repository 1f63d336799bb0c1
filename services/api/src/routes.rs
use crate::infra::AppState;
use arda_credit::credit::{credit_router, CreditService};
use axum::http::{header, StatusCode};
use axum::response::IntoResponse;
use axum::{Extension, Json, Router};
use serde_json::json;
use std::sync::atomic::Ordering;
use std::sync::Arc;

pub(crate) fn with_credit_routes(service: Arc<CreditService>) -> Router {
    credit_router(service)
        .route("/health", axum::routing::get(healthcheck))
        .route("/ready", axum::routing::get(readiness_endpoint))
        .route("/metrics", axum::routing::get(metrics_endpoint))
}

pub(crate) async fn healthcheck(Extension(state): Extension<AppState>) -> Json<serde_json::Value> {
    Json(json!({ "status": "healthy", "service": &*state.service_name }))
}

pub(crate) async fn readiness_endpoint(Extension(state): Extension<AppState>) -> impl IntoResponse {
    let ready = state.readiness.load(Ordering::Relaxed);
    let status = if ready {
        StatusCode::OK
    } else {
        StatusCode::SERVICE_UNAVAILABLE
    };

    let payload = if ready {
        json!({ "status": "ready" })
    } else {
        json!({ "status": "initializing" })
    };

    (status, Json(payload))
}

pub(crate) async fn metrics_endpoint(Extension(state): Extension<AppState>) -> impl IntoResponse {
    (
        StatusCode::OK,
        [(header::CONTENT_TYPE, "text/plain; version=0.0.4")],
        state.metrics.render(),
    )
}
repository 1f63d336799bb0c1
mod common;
========================================
### ACTIVITY
Copy out all lines of the listing above that include "axum".

### TASK ANSWER
use axum::http::{header, StatusCode};
use axum::response::IntoResponse;
use axum::{Extension, Json, Router};
        .route("/health", axum::routing::get(healthcheck))
        .route("/ready", axum::routing::get(readiness_endpoint))
        .route("/metrics", axum::routing::get(metrics_endpoint))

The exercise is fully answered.